By Robert Chang, Esq
Freelance Writer
A common way of avoiding probate that people use is the transfer of real estate to a family member or trusted friend. This is a very risky maneuver and should be avoided. Although you may save some money in the short term, the long term risks are great and need to be considered.
When a transfer is made in this way, it is regarded by the Internal Revenue Service as a tax and there will be a corresponding percentage of the transfer due as taxes unless the property is worth less than $14,000.
Next, one has to remember that debts and liabilities of the new owner subject the property to attachment. That means if you transfer the property to your son and he gets sued for getting in a car accident, the real estate that his name is on can be used to satisfy the remainder of what the automobile insurance does not cover. Furthermore, if he were to file bankruptcy, then that would become party of the bankruptcy estate and would potentially be subject to sale by the bankruptcy trustee. If your son gets dissolution, California law may subject the property to division between your son and his wife.

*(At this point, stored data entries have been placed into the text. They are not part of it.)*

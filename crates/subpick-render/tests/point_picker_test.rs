//! GPU point picking tests.
//!
//! These need a GPU adapter (real or software fallback). Without one they
//! print a note and return early.

use pollster::FutureExt;
use subpick_core::{PointCloud, PointMaterial, Registry, Vec3};
use subpick_render::{Camera, GpuContext, GpuPointPicker};

const VIEWPORT: (u32, u32) = (64, 64);

fn material(size: f32) -> PointMaterial {
    PointMaterial {
        size,
        ..PointMaterial::default()
    }
}

#[test]
fn headless_point_picking() {
    let gpu = match GpuContext::new_headless().block_on() {
        Ok(gpu) => gpu,
        Err(e) => {
            eprintln!("Skipping point picking tests: no GPU adapter available ({e})");
            return;
        }
    };
    let camera = Camera::new(1.0);

    // --- Nearest point wins ---
    {
        let mut registry = Registry::new();
        let front = registry
            .add_points(PointCloud::new("front", vec![Vec3::ZERO]).with_material(material(20.0)));
        let back = registry.add_points(
            PointCloud::new("back", vec![Vec3::new(0.0, 0.0, -1.0)]).with_material(material(20.0)),
        );

        let mut picker = GpuPointPicker::new(&gpu.device, &gpu.queue);
        picker.sync(&mut registry);
        assert!(picker.is_registered(front) && picker.is_registered(back));

        let hit = picker
            .pick_at(&camera, &registry, VIEWPORT, 32, 32)
            .expect("center pixel should hit a point");
        assert_eq!(hit.points, front);
        assert_eq!(hit.index, 0);
        assert!(hit.world_position.length() < 1e-5);

        // Corner is background
        assert!(picker.pick_at(&camera, &registry, VIEWPORT, 2, 2).is_none());

        // Out of bounds
        assert!(picker.pick_at(&camera, &registry, VIEWPORT, 64, 10).is_none());

        // Removing the front cloud exposes the one behind it
        registry.remove_points(front);
        picker.sync(&mut registry);
        let hit = picker.pick_at(&camera, &registry, VIEWPORT, 32, 32).unwrap();
        assert_eq!(hit.points, back);
    }

    // --- Morphed positions are what gets picked ---
    {
        let mut registry = Registry::new();
        let mut cloud = PointCloud::new(
            "nodes",
            vec![Vec3::new(-0.8, 0.0, 0.0), Vec3::new(0.8, 0.0, 0.0)],
        )
        .with_material(material(12.0));
        cloud.add_morph_target("collapse", vec![Vec3::ZERO, Vec3::new(-0.8, 0.0, 0.0)]);
        cloud.set_morph_influence(0, 1.0);
        let id = registry.add_points(cloud);

        let mut picker = GpuPointPicker::new(&gpu.device, &gpu.queue);
        picker.sync(&mut registry);
        let hit = picker.pick_at(&camera, &registry, VIEWPORT, 32, 32).unwrap();
        assert_eq!((hit.points, hit.index), (id, 1));
        assert!(hit.world_position.length() < 1e-5);
    }

    // --- Viewport resize recreates the target ---
    {
        let mut registry = Registry::new();
        registry.add_points(PointCloud::new("p", vec![Vec3::ZERO]).with_material(material(8.0)));
        let mut picker = GpuPointPicker::new(&gpu.device, &gpu.queue);
        picker.sync(&mut registry);
        assert!(picker.pick_at(&camera, &registry, (64, 64), 32, 32).is_some());
        assert!(picker.pick_at(&camera, &registry, (128, 128), 64, 64).is_some());
    }
}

Trust can also be an issue – over the course of years, our relationships with people change. Although the person you are giving the property to now may be someone you trust, that may not be the case ten years from now. Once you transfer the property, you cannot make the other person transfer it back unless they choose to. Having one child on the property gives that child control over that property and they can use the property without your knowledge. For example, one can open an equity line on the property and essentially borrow money from the equity on the real estate. Finally, there is the issue of estate planning – upon your death, whoever you transfer the property to gets to decide what happens to the property – even if that decision goes against the express provisions in your will. Siblings can become estranged and develop resentments towards one another, and this may play a role in your estate planning that you did not intend.
The best way is to create and maintain an estate plan that spells out what you wish to have done. Having a loved one manage your property as a trustee creates a much more balanced relationship when compared to making them the owner, creates more peace of mind, and may save you more money in the long run.
Contact DP LEGAL SOLUTIONS for a comprehensive Living Trust Package or a Will Package to safeguard your family. Call us at 510.346.5686 to make an appointment or you can easily make appointment online HERE for convenience.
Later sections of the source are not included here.